Sou advogado trabalhista e posso dizer que já vi muita discriminação nas relações de trabalho, e tal situação tem sido muito combatida pelo Judiciário Trabalhista, Ministério Público do Trabalho (MPT) e Ministério do Trabalho e Emprego (MTE), cujos trabalhos são dignos de muitos parabéns.

No entanto, a criação de uma nova modalidade de crime é um excesso desnecessário, e corre-se o risco penalização de pessoas pela “interpretação” que se dê ao ato. Por exemplo, homicídio é um ato que não depende de interpretação, pois os fatos já qualificam o crime. Na mesma forma o estupro, lesão corporal, etc..

O que esta lei vai gerar é que os empregadores ficarão com medo de contratar os que a lei pretende proteger, e pior ainda se houver a necessidade de dispensa-los (seja lá por qual motivo for), pois já vão gritar que é preconceito e vai dar muita confusão. Ao contrário dos crimes citados acima, este seria eminentemente subjetivo e irá gerar muitas denúncias criminais sem que haja a motivação para tanto.
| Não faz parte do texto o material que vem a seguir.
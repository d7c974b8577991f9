use async_trait::async_trait;
use crate::application::errors::CommandError;

/// Bot trait - abstraction for the front end that talks to users
#[async_trait]
pub trait Bot: Send + Sync {
    /// Start the bot and begin listening for messages
    async fn start(&self) -> Result<(), CommandError>;

    /// Send a reply to the user
    async fn send_message(&self, text: &str) -> Result<(), CommandError>;

    /// Get bot info
    fn bot_info(&self) -> BotInfo;
}

/// Bot information
#[derive(Debug, Clone)]
pub struct BotInfo {
    pub id: String,
    pub name: String,
}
Com todo respeito aos que defendem esta tentativa de defesa de direitos, mas isso vai causar mais problemas do que já existe. Criem uma pesada multa a ser aplicada pelo MTE, mas qualificar como crime é um daqueles absurdos em prol da defesa de direitos que é desnecessário.

O art. 7º do PLC altera artigos do Código Penal e de forma equivocada basicamente inclui o agravamento do crime se motivado por preconceito de raça, cor, etnia, religião, procedência nacional, sexo, orientação sexual ou identidade de gênero.
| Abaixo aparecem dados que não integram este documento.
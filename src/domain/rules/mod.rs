//! Business rules - pure algorithms over domain entities

pub mod ledger;
pub mod lifecycle;
pub mod requirements;

pub use ledger::{DelegationGraph, ResolvedCycle};
pub use lifecycle::ProposalState;
pub use requirements::{Requirement, Threshold};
Interessante o termo “religião” no texto, pois aqui novamente vai se criar uma confusão desnecessária. Hoje não é incomum vermos estatísticas de crimes cometidos contra homossexuais, mas confesso que vejo que estes dados devem ser vistos com cautelas. Acredito que qualquer crime contra os homossexuais deve ser combatido, sem dúvida, mas o fato da vítima ser homossexual não significa que necessariamente o crime tem há sido cometido contra por esta condição.

Ora, assim como qualquer crime cometido contra os homossexuais tem sido qualificado como preconceito (ainda que não tenha ocorrido com esta motivação), qualquer crime cometido por pessoa que professe sua religião de forma mais convicta, ainda que não seja motivado por esta, com certeza terá sua pena agravada.
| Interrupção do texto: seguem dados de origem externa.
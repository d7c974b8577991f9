//! Configuration management

use serde::{Deserialize, Serialize};
use std::collections::HashSet;
use std::path::PathBuf;
use std::time::Duration;
use crate::application::errors::ConfigError;
use crate::domain::entities::IMMUTABLE_ARTICLE_ID;

/// Bot configuration
#[derive(Debug, Clone, Default, Deserialize, Serialize)]
#[serde(rename_all = "kebab-case", default)]
pub struct Config {
    pub bot: BotConfig,
    pub storage: StorageConfig,
    pub proposals: ProposalConfig,
    pub requirements: RequirementsConfig,
    pub debate: DebateConfig,
    pub concurrency: ConcurrencyConfig,
    pub logging: LoggingConfig,
    pub constitution: ConstitutionConfig,
}

#[derive(Debug, Clone, Deserialize, Serialize)]
#[serde(rename_all = "kebab-case", default)]
pub struct BotConfig {
    pub name: String,
    pub prefix: String,
}

#[derive(Debug, Clone, Deserialize, Serialize)]
#[serde(rename_all = "kebab-case", default)]
pub struct StorageConfig {
    pub data_file: PathBuf,
}

#[derive(Debug, Clone, Deserialize, Serialize)]
#[serde(rename_all = "kebab-case", default)]
pub struct ProposalConfig {
    pub voting_duration_hours: u64,
    pub abandon_after_days: u64,
    pub reaper_interval_hours: u64,
}

#[derive(Debug, Clone, Deserialize, Serialize)]
#[serde(rename_all = "kebab-case", default)]
pub struct RequirementsConfig {
    pub cache_ttl_days: u64,
}

#[derive(Debug, Clone, Deserialize, Serialize)]
#[serde(rename_all = "kebab-case", default)]
pub struct DebateConfig {
    pub required_points: i64,
    pub vote_duration_hours: u64,
}

#[derive(Debug, Clone, Deserialize, Serialize)]
#[serde(rename_all = "kebab-case", default)]
pub struct ConcurrencyConfig {
    pub lock_timeout_ms: u64,
    pub lock_retries: u32,
}

#[derive(Debug, Clone, Deserialize, Serialize)]
#[serde(rename_all = "kebab-case", default)]
pub struct LoggingConfig {
    pub level: String,
    pub file: Option<PathBuf>,
}

#[derive(Debug, Clone, Default, Deserialize, Serialize)]
#[serde(rename_all = "kebab-case", default)]
pub struct ConstitutionConfig {
    pub articles: Vec<ArticleSeed>,
}

/// Article created at first start
#[derive(Debug, Clone, Deserialize, Serialize)]
#[serde(rename_all = "kebab-case")]
pub struct ArticleSeed {
    pub id: String,
    pub text: String,
    #[serde(default = "default_weight")]
    pub weight: f64,
    /// Turnout recorded as the article's first history entry
    #[serde(default)]
    pub baseline_voters: u64,
}

fn default_weight() -> f64 {
    1.0
}

impl Default for BotConfig {
    fn default() -> Self {
        Self {
            name: "leviatan".to_string(),
            prefix: "!".to_string(),
        }
    }
}

impl Default for StorageConfig {
    fn default() -> Self {
        Self {
            data_file: PathBuf::from("data/leviatan.json"),
        }
    }
}

impl Default for ProposalConfig {
    fn default() -> Self {
        Self {
            voting_duration_hours: 7 * 24,
            abandon_after_days: 30,
            reaper_interval_hours: 24,
        }
    }
}

impl Default for RequirementsConfig {
    fn default() -> Self {
        Self { cache_ttl_days: 7 }
    }
}

impl Default for DebateConfig {
    fn default() -> Self {
        Self {
            required_points: 100,
            vote_duration_hours: 24,
        }
    }
}

impl Default for ConcurrencyConfig {
    fn default() -> Self {
        Self {
            lock_timeout_ms: 2000,
            lock_retries: 3,
        }
    }
}

impl Default for LoggingConfig {
    fn default() -> Self {
        Self {
            level: "info".to_string(),
            file: None,
        }
    }
}

impl ProposalConfig {
    pub fn voting_duration(&self) -> chrono::Duration {
        chrono::Duration::hours(self.voting_duration_hours as i64)
    }

    pub fn abandon_after(&self) -> chrono::Duration {
        chrono::Duration::days(self.abandon_after_days as i64)
    }

    pub fn reaper_interval(&self) -> Duration {
        Duration::from_secs(self.reaper_interval_hours * 3600)
    }
}

impl RequirementsConfig {
    pub fn cache_ttl(&self) -> chrono::Duration {
        chrono::Duration::days(self.cache_ttl_days as i64)
    }
}

impl DebateConfig {
    pub fn vote_duration(&self) -> chrono::Duration {
        chrono::Duration::hours(self.vote_duration_hours as i64)
    }
}

impl ConcurrencyConfig {
    pub fn lock_timeout(&self) -> Duration {
        Duration::from_millis(self.lock_timeout_ms)
    }
}

impl Config {
    pub fn load(path: impl Into<PathBuf>) -> Result<Self, ConfigError> {
        let path = path.into();
        let content = std::fs::read_to_string(&path)
            .map_err(|e| ConfigError::Parse(format!("Failed to read config: {}", e)))?;

        let config: Config = serde_yaml::from_str(&content)
            .map_err(|e| ConfigError::Parse(format!("Failed to parse config: {}", e)))?;
        config.validate()?;
        Ok(config)
    }

    pub fn load_env() -> Self {
        // Load from environment variables
        let mut config = Config::default();
        config.apply_env();
        config
    }

    /// Environment variables override file values
    pub fn apply_env(&mut self) {
        if let Ok(path) = std::env::var("LEVIATAN_DATA_FILE") {
            self.storage.data_file = PathBuf::from(path);
        }

        if let Ok(prefix) = std::env::var("LEVIATAN_PREFIX") {
            self.bot.prefix = prefix;
        }

        if let Ok(level) = std::env::var("LEVIATAN_LOG") {
            self.logging.level = level;
        }
    }

    pub fn to_yaml(&self) -> Result<String, ConfigError> {
        serde_yaml::to_string(self).map_err(|e| ConfigError::Parse(e.to_string()))
    }

    pub fn validate(&self) -> Result<(), ConfigError> {
        if self.bot.prefix.is_empty() {
            return Err(ConfigError::MissingField("bot.prefix".to_string()));
        }
        let durations = [
            ("proposals.voting-duration-hours", self.proposals.voting_duration_hours),
            ("proposals.abandon-after-days", self.proposals.abandon_after_days),
            ("proposals.reaper-interval-hours", self.proposals.reaper_interval_hours),
            ("requirements.cache-ttl-days", self.requirements.cache_ttl_days),
            ("debate.vote-duration-hours", self.debate.vote_duration_hours),
            ("concurrency.lock-timeout-ms", self.concurrency.lock_timeout_ms),
        ];
        for (key, value) in durations {
            if value == 0 {
                return Err(ConfigError::InvalidValue(format!("{} must be greater than 0", key)));
            }
        }
        if self.concurrency.lock_retries == 0 {
            return Err(ConfigError::InvalidValue("concurrency.lock-retries must be at least 1".to_string()));
        }

        let mut seen = HashSet::new();
        for article in &self.constitution.articles {
            if article.id == IMMUTABLE_ARTICLE_ID {
                return Err(ConfigError::InvalidValue("article 0 is reserved".to_string()));
            }
            if !seen.insert(article.id.as_str()) {
                return Err(ConfigError::InvalidValue(format!("duplicate article id: {}", article.id)));
            }
            if !(article.weight.is_finite() && article.weight > 0.0) {
                return Err(ConfigError::InvalidValue(format!("article {} weight must be positive", article.id)));
            }
        }
        Ok(())
    }
}

#[cfg(test)]
mod tests {
    use super::*;

    #[test]
    fn test_defaults_are_valid() {
        let config = Config::default();
        assert!(config.validate().is_ok());
        assert_eq!(config.bot.prefix, "!");
        assert_eq!(config.proposals.abandon_after(), chrono::Duration::days(30));
        assert_eq!(config.proposals.reaper_interval(), Duration::from_secs(86_400));
    }

    #[test]
    fn test_partial_yaml_fills_defaults() {
        let yaml = r#"
bot:
  prefix: "/"
constitution:
  articles:
    - id: "1"
      text: "Free speech"
      baseline-voters: 100
"#;
        let config: Config = serde_yaml::from_str(yaml).unwrap();
        assert_eq!(config.bot.prefix, "/");
        assert_eq!(config.bot.name, "leviatan");
        assert_eq!(config.debate.required_points, 100);
        assert_eq!(config.constitution.articles[0].weight, 1.0);
        assert_eq!(config.constitution.articles[0].baseline_voters, 100);
        assert!(config.validate().is_ok());
    }

    #[test]
    fn test_validate_rejects_reserved_and_duplicate_articles() {
        let mut config = Config::default();
        config.constitution.articles.push(ArticleSeed {
            id: "0".to_string(),
            text: "x".to_string(),
            weight: 1.0,
            baseline_voters: 0,
        });
        assert!(matches!(config.validate(), Err(ConfigError::InvalidValue(_))));

        config.constitution.articles[0].id = "1".to_string();
        config.constitution.articles.push(config.constitution.articles[0].clone());
        assert!(config.validate().is_err());
    }

    #[test]
    fn test_validate_rejects_zero_retries() {
        let mut config = Config::default();
        config.concurrency.lock_retries = 0;
        assert!(config.validate().is_err());
    }
}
É engraçado querer se proteger uma condição social e penalizar outra.

E sobre o aspecto religioso, a Sra. Marta Suplicy já opinou no sentido de limitar as expressões religiosas apenas nos templos. Basicamente se repete a criação dos guetos (conforme fizeram com os judeus na Alemanha da 2ª Guerra Mundial, ou como a França está fazendo com os muçulmanos – leia sobre isso aqui ). Pretendem que não se possa mais expressar seus fundamentos religiosos milenares, se estes ofenderem alguém.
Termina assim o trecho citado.